Diversifying at Every Level
Accelerating recruiting and outreach strategies for underrepresented groups is a priority for CDIS, Erickson says.
“Historically, 35% of computer sciences graduates were women. Five years ago, that number went down to 18%,” he says. “Something happened, and we need to solve this both for the benefit of society and for the benefit of the industry.”
Arpaci-Dusseau acknowledges that computer sciences has work to do. Computing affects everyone; thus, it should include everyone, he says. “To make progress on these issues, we believe doubling down on recruiting is a first step,” he says. “But beyond recruiting, we want to build and maintain a strong, positive, inclusive culture. We cannot rest until all people have access to the education and research opportunities available within our department.”
Meeting goals of inclusivity in the student body can’t happen without faculty to lead the way. When female students see a woman teaching a 500-level computing class, they believe they can excel in a field inexplicably dominated, lately, by men. The same is true for students of color, whose experience with data, information and computing may not align with that of their white peers. Each of the departments in CDIS has a diversity and inclusion committee, and all of them meet regularly to improve best practices and set ambitious goals.
“We are committed to achieving better outcomes,” says Eschenfelder.
Collaborating on Research
Many CDIS faculty are working on teams connected with UW–Madison’s American Family Insurance Data Science Institute (DSI), which was created in 2019 as a campus-level center to encourage cutting-edge research and advance scientific discovery in collaboration with researchers across campus and beyond.
For example, there is a DSI COVID-19 Research Group that includes more than 100 people, including many CDIS faculty and staff, working together to interpret data and create models that help inform public health responses to the pandemic. Brian Yandell, professor of statistics, is the David R. Anderson Interim Director of the Data Science Institute.

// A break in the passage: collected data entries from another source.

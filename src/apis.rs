//! Command arguments shared by the CLI and the services

use crate::error::UsageError;
use clap::{ArgAction, Args};
use std::path::PathBuf;

/// Controller list that enables every kube-controller-manager controller
pub const ALL_CONTROLLERS: &str = "*";

#[derive(Args, Debug, Clone, PartialEq, Eq)]
pub struct InstallArgs {
    /// If set, start cluster without installing vela-core, typically used when restarting a control plane where vela-core has been installed
    #[arg(long)]
    pub cluster_only: bool,
    /// Use an external database to store control plane metadata
    #[arg(long = "database-endpoint", default_value = "")]
    pub db_endpoint: String,
    /// Bind additional hostname or IP in the kubeconfig TLS cert
    #[arg(long, default_value = "")]
    pub bind_ip: String,
    /// Token for identifying the cluster. Can be used to restart the control plane or register other nodes. Generated if not set
    #[arg(long, default_value = "")]
    pub token: String,
    /// Comma separated list of controllers to enable, same syntax as kube-controller-manager --controllers
    #[arg(long, default_value = ALL_CONTROLLERS)]
    pub controllers: String,
    /// The name of the cluster. Only used for container-hosted control planes
    #[arg(long, default_value = "default")]
    pub name: String,
    #[command(flatten)]
    pub chart: ChartArgs,
}

impl Default for InstallArgs {
    fn default() -> Self {
        Self {
            cluster_only: false,
            db_endpoint: String::new(),
            bind_ip: String::new(),
            token: String::new(),
            controllers: ALL_CONTROLLERS.to_string(),
            name: "default".to_string(),
            chart: ChartArgs::default(),
        }
    }
}

/// Arguments forwarded to `vela install`
#[derive(Args, Debug, Clone, PartialEq, Eq)]
pub struct ChartArgs {
    /// Set values on the command line (can specify multiple or separate values with commas: key1=val1,key2=val2)
    #[arg(long = "set", value_name = "K=V")]
    pub values: Vec<String>,
    /// Namespace scope for installing KubeVela Core
    #[arg(short = 'n', long, default_value = "vela-system")]
    pub namespace: String,
    /// Show detail log of installation
    #[arg(short = 'd', long, default_value_t = true, action = ArgAction::Set, num_args = 0..=1, default_missing_value = "true")]
    pub detail: bool,
    /// Re-use the user's last supplied values
    #[arg(short = 'r', long, default_value_t = true, action = ArgAction::Set, num_args = 0..=1, default_missing_value = "true")]
    pub reuse: bool,
}

impl Default for ChartArgs {
    fn default() -> Self {
        Self {
            values: Vec::new(),
            namespace: "vela-system".to_string(),
            detail: true,
            reuse: true,
        }
    }
}

#[derive(Args, Debug, Clone, Default, PartialEq, Eq)]
pub struct KubeconfigArgs {
    /// The name of the cluster. Only used for container-hosted control planes
    #[arg(short = 'n', long, default_value = "default")]
    pub name: String,
    /// Print kubeconfig used inside the container network
    #[arg(long)]
    pub internal: bool,
    /// Print kubeconfig that can be used on other machines
    #[arg(long)]
    pub external: bool,
    /// Print kubeconfig path that can be used on this machine
    #[arg(long)]
    pub host: bool,
}

/// Which kubeconfig the `kubeconfig` command prints
#[derive(Debug, Clone, Copy, PartialEq, Eq)]
pub enum KubeconfigVariant {
    Local,
    Internal,
    External,
    Host,
}

impl KubeconfigArgs {
    /// Resolve the selector flags, rejecting more than one
    pub fn variant(&self) -> Result<KubeconfigVariant, UsageError> {
        let selected: Vec<(&str, KubeconfigVariant)> = [
            ("--internal", self.internal, KubeconfigVariant::Internal),
            ("--external", self.external, KubeconfigVariant::External),
            ("--host", self.host, KubeconfigVariant::Host),
        ]
        .into_iter()
        .filter(|(_, set, _)| *set)
        .map(|(flag, _, variant)| (flag, variant))
        .collect();

        match selected.as_slice() {
            [] => Ok(KubeconfigVariant::Local),
            [(_, variant)] => Ok(*variant),
            many => Err(UsageError::ConflictingKubeconfigFlags(
                many.iter()
                    .map(|(flag, _)| *flag)
                    .collect::<Vec<_>>()
                    .join(" "),
            )),
        }
    }
}

#[derive(Args, Debug, Clone, Default, PartialEq, Eq)]
pub struct LoadBalancerArgs {
    /// Host IPs of control plane nodes installed by velad, can be repeated or comma separated: IP1,IP2
    #[arg(long = "host", value_delimiter = ',')]
    pub hosts: Vec<String>,
    /// Nginx configuration file to write, overwritten if it exists
    #[arg(short = 'c', long = "conf")]
    pub configuration: Option<PathBuf>,
}

impl LoadBalancerArgs {
    pub fn validate(&self) -> Result<(), UsageError> {
        if self.hosts.is_empty() {
            return Err(UsageError::NoHosts);
        }
        Ok(())
    }
}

“Data science research is all about collaboration,” says Yandell. “CDIS and DSI together increase campus-wide visibility and focus on computing and data science, drawing on the diverse strengths of UW-Madison to attract industry and foundation partnerships to address wicked problems such as transforming human society in the face of pandemic threats, depleted environments and social inequities.”
Partnering with Industry
At the heart of Erickson’s vision for the School of Computer, Data & Information Sciences is the goal of positioning the new school as a critical resource for sparking entrepreneurship and innovation in Wisconsin.

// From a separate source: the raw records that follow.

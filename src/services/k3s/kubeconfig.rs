//! K3s kubeconfig management

use crate::apis::KubeconfigVariant;
use crate::config::Paths;
use crate::error::UsageError;
use anyhow::{Context, Result};
use std::fs::{self, Permissions};
use std::io::{self, Write};
use std::os::unix::fs::PermissionsExt;
use std::path::{Path, PathBuf};

/// API server address K3s writes into its own kubeconfig
pub const LOOPBACK: &str = "127.0.0.1";

pub struct KubeconfigManager<'a> {
    paths: &'a Paths,
}

impl<'a> KubeconfigManager<'a> {
    pub fn new(paths: &'a Paths) -> Self {
        Self { paths }
    }

    /// Write a copy of the K3s kubeconfig that points at `bind_ip` instead of
    /// the loopback address. The K3s kubeconfig itself is left untouched.
    ///
    /// An empty `bind_ip` means no remote access was asked for; nothing is
    /// written and `None` is returned.
    pub fn derive_remote(&self, bind_ip: &str) -> Result<Option<PathBuf>> {
        if bind_ip.is_empty() {
            return Ok(None);
        }

        let external = &self.paths.external_kubeconfig;
        println!(
            "Generating kubeconfig for remote access into {}",
            external.display()
        );

        let local = &self.paths.kubeconfig;
        let origin = fs::read_to_string(local)
            .with_context(|| format!("Failed to read kubeconfig: {}", local.display()))?;
        let remote = substitute_loopback(&origin, bind_ip)
            .with_context(|| format!("Cannot derive remote kubeconfig from {}", local.display()))?;

        write_private(external, remote.as_bytes())?;
        println!("✓ Generated kubeconfig at {}", external.display());
        Ok(Some(external.clone()))
    }

    /// Make the K3s kubeconfig the user's default one. A different existing
    /// default is kept next to it with a `.bak` suffix. An existing backup is
    /// never replaced, so it keeps holding the config from before the first
    /// install.
    pub fn install_default(&self) -> Result<PathBuf> {
        let local = &self.paths.kubeconfig;
        let content = fs::read(local)
            .with_context(|| format!("Failed to read kubeconfig: {}", local.display()))?;

        let target = &self.paths.user_kubeconfig;
        if let Some(parent) = target.parent() {
            fs::create_dir_all(parent)
                .with_context(|| format!("Failed to create directory: {}", parent.display()))?;
        }

        match fs::read(target) {
            Ok(existing) if existing == content => {
                println!("  Kubeconfig at {} is already up to date", target.display());
                return Ok(target.clone());
            }
            Ok(_) => {
                let backup = backup_path(target);
                if backup.exists() {
                    println!("  Keeping earlier backup at {}", backup.display());
                } else {
                    fs::rename(target, &backup).with_context(|| {
                        format!("Failed to back up existing kubeconfig to {}", backup.display())
                    })?;
                    println!("  Moved existing kubeconfig to {}", backup.display());
                }
            }
            Err(e) if e.kind() == io::ErrorKind::NotFound => {}
            Err(e) => {
                return Err(e)
                    .with_context(|| format!("Failed to read kubeconfig: {}", target.display()));
            }
        }

        write_private(target, &content)?;
        println!("✓ Kubeconfig set up at {}", target.display());
        Ok(target.clone())
    }

    /// Print the requested kubeconfig variant
    pub fn print(&self, variant: KubeconfigVariant, out: &mut dyn Write) -> Result<()> {
        match variant {
            KubeconfigVariant::Host => {
                writeln!(out, "{}", self.paths.kubeconfig.display())?;
            }
            KubeconfigVariant::Internal => {
                return Err(UsageError::InternalKubeconfigUnsupported.into());
            }
            KubeconfigVariant::External => {
                let external = &self.paths.external_kubeconfig;
                if !external.exists() {
                    anyhow::bail!(
                        "No kubeconfig for remote access at {}.\n\
                         Re-run install with --bind-ip=<reachable IP> to generate one.",
                        external.display()
                    );
                }
                out.write_all(&read(external)?)?;
            }
            KubeconfigVariant::Local => {
                out.write_all(&read(&self.paths.kubeconfig)?)?;
            }
        }
        Ok(())
    }
}

/// Replace the one loopback reference. Zero or several references mean the
/// file is not the kubeconfig K3s generates and is rejected.
pub fn substitute_loopback(content: &str, address: &str) -> Result<String> {
    match content.matches(LOOPBACK).count() {
        1 => Ok(content.replacen(LOOPBACK, address, 1)),
        0 => anyhow::bail!("kubeconfig does not reference {}", LOOPBACK),
        n => anyhow::bail!(
            "kubeconfig references {} {} times, expected exactly once",
            LOOPBACK,
            n
        ),
    }
}

fn read(path: &Path) -> Result<Vec<u8>> {
    fs::read(path).with_context(|| format!("Failed to read kubeconfig: {}", path.display()))
}

/// Replace `path` with `content`. The bytes go to a 0600 temporary file next
/// to it first, so the credentials are never readable by others.
fn write_private(path: &Path, content: &[u8]) -> Result<()> {
    let parent = path
        .parent()
        .filter(|p| !p.as_os_str().is_empty())
        .unwrap_or(Path::new("."));
    let mut file = tempfile::Builder::new()
        .permissions(Permissions::from_mode(0o600))
        .tempfile_in(parent)
        .with_context(|| format!("Failed to create temporary file in {}", parent.display()))?;
    file.write_all(content)
        .with_context(|| format!("Failed to write kubeconfig: {}", path.display()))?;
    file.persist(path)
        .with_context(|| format!("Failed to write kubeconfig: {}", path.display()))?;
    Ok(())
}

fn backup_path(path: &Path) -> PathBuf {
    let mut name = path.as_os_str().to_owned();
    name.push(".bak");
    PathBuf::from(name)
}

#[cfg(test)]
mod tests {
    use super::*;

    const K3S_YAML: &str = "apiVersion: v1\n\
        clusters:\n\
        - cluster:\n    \
            certificate-authority-data: LS0tLS1CRUdJTg==\n    \
            server: https://127.0.0.1:6443\n  \
          name: default\n\
        kind: Config\n";

    fn scratch() -> (tempfile::TempDir, Paths) {
        let root = tempfile::tempdir().unwrap();
        let paths = Paths::rooted_at(root.path());
        fs::create_dir_all(paths.kubeconfig.parent().unwrap()).unwrap();
        fs::write(&paths.kubeconfig, K3S_YAML).unwrap();
        (root, paths)
    }

    #[test]
    fn test_derive_remote_empty_bind_ip_is_noop() {
        let (_root, paths) = scratch();
        let result = KubeconfigManager::new(&paths).derive_remote("").unwrap();
        assert!(result.is_none());
        assert!(!paths.external_kubeconfig.exists());
        assert_eq!(fs::read_to_string(&paths.kubeconfig).unwrap(), K3S_YAML);
    }

    #[test]
    fn test_derive_remote_substitutes_once() {
        let (_root, paths) = scratch();
        let written = KubeconfigManager::new(&paths)
            .derive_remote("10.0.0.5")
            .unwrap();

        assert_eq!(written.as_ref(), Some(&paths.external_kubeconfig));
        assert_eq!(
            fs::read_to_string(&paths.external_kubeconfig).unwrap(),
            K3S_YAML.replace("https://127.0.0.1:6443", "https://10.0.0.5:6443")
        );
        assert_eq!(fs::read_to_string(&paths.kubeconfig).unwrap(), K3S_YAML);
    }

    #[test]
    fn test_derive_remote_missing_local_kubeconfig() {
        let root = tempfile::tempdir().unwrap();
        let paths = Paths::rooted_at(root.path());
        let err = KubeconfigManager::new(&paths)
            .derive_remote("10.0.0.5")
            .unwrap_err();
        assert!(err.to_string().contains("Failed to read kubeconfig"));
    }

    #[test]
    fn test_substitute_rejects_ambiguous_input() {
        assert!(substitute_loopback("server: https://localhost:6443", "10.0.0.5").is_err());
        assert!(substitute_loopback("127.0.0.1 127.0.0.1", "10.0.0.5").is_err());
    }

    #[test]
    fn test_install_default_backs_up_different_config() {
        let (_root, paths) = scratch();
        fs::create_dir_all(paths.user_kubeconfig.parent().unwrap()).unwrap();
        fs::write(&paths.user_kubeconfig, "old: config\n").unwrap();

        KubeconfigManager::new(&paths).install_default().unwrap();

        assert_eq!(fs::read_to_string(&paths.user_kubeconfig).unwrap(), K3S_YAML);
        assert_eq!(
            fs::read_to_string(backup_path(&paths.user_kubeconfig)).unwrap(),
            "old: config\n"
        );
    }

    #[test]
    fn test_install_default_keeps_first_backup_across_reinstall() {
        let (_root, paths) = scratch();
        fs::create_dir_all(paths.user_kubeconfig.parent().unwrap()).unwrap();
        fs::write(&paths.user_kubeconfig, "users-own-config\n").unwrap();
        let manager = KubeconfigManager::new(&paths);

        manager.install_default().unwrap();
        let reinstalled = K3S_YAML.replace("LS0tLS1CRUdJTg==", "LS0tLS1SRUlOU1RBTEw=");
        fs::write(&paths.kubeconfig, &reinstalled).unwrap();
        manager.install_default().unwrap();

        assert_eq!(fs::read_to_string(&paths.user_kubeconfig).unwrap(), reinstalled);
        assert_eq!(
            fs::read_to_string(backup_path(&paths.user_kubeconfig)).unwrap(),
            "users-own-config\n"
        );
    }

    #[test]
    fn test_written_kubeconfigs_are_private() {
        let (_root, paths) = scratch();
        fs::create_dir_all(paths.user_kubeconfig.parent().unwrap()).unwrap();
        fs::write(&paths.external_kubeconfig, "stale").unwrap();
        fs::set_permissions(&paths.external_kubeconfig, Permissions::from_mode(0o644)).unwrap();
        let manager = KubeconfigManager::new(&paths);

        manager.derive_remote("10.0.0.5").unwrap();
        manager.install_default().unwrap();

        for written in [&paths.external_kubeconfig, &paths.user_kubeconfig] {
            let mode = fs::metadata(written).unwrap().permissions().mode();
            assert_eq!(mode & 0o777, 0o600, "{}", written.display());
        }
        let leftovers = fs::read_dir(paths.external_kubeconfig.parent().unwrap())
            .unwrap()
            .count();
        assert_eq!(leftovers, 2);
    }

    #[test]
    fn test_install_default_is_idempotent() {
        let (_root, paths) = scratch();
        let manager = KubeconfigManager::new(&paths);
        manager.install_default().unwrap();
        manager.install_default().unwrap();
        assert!(!backup_path(&paths.user_kubeconfig).exists());
    }

    #[test]
    fn test_print_variants() {
        let (_root, paths) = scratch();
        let manager = KubeconfigManager::new(&paths);

        let mut out = Vec::new();
        manager.print(KubeconfigVariant::Local, &mut out).unwrap();
        assert_eq!(String::from_utf8(out).unwrap(), K3S_YAML);

        let mut out = Vec::new();
        manager.print(KubeconfigVariant::Host, &mut out).unwrap();
        assert_eq!(
            String::from_utf8(out).unwrap(),
            format!("{}\n", paths.kubeconfig.display())
        );

        let mut out = Vec::new();
        let err = manager
            .print(KubeconfigVariant::External, &mut out)
            .unwrap_err();
        assert!(err.to_string().contains("--bind-ip"));

        let err = manager
            .print(KubeconfigVariant::Internal, &mut out)
            .unwrap_err();
        assert_eq!(
            err.downcast_ref::<UsageError>(),
            Some(&UsageError::InternalKubeconfigUnsupported)
        );
    }
}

“One of the key factors that has benefited the coasts has been the creation of new companies,” says Erickson. “Ironically, Wisconsin is one of the great centers for scientific innovation. But we need to do a better job reaping the economic benefits of that.”
He cites a December 2019 report from the Brookings Institution, “The Case for Growth Centers: How to Spread Tech Innovation Across America,” that places Madison at the top of a list of 35 “potentially transformative growth centers” with promising innovation capacity, led largely by the research powerhouse that is UW-Madison.
The computer sciences department has always had strong ties to industry. Chair Arpaci-Dusseau says he and colleagues are excited to do even more to spark new companies and ventures.
“Where will new digital innovations be needed?” he asks. “How can we connect students to problems in agriculture, insurance, and other parts of our state economy, so that their innovations can help transform those fields? What elements need to be put in place so that innovators can be connected to relevant funding opportunities and professional networks, which are often critical to success?”
Erickson acknowledges that a strong foundation has been laid, but stresses that he’ll be encouraging conversations with tech entrepreneurs, venture capitalists and industry leaders around the state.
“I feel that the state of Wisconsin can be a leader in value creation,” he says. “And I believe the university has a responsibility for making that a reality.”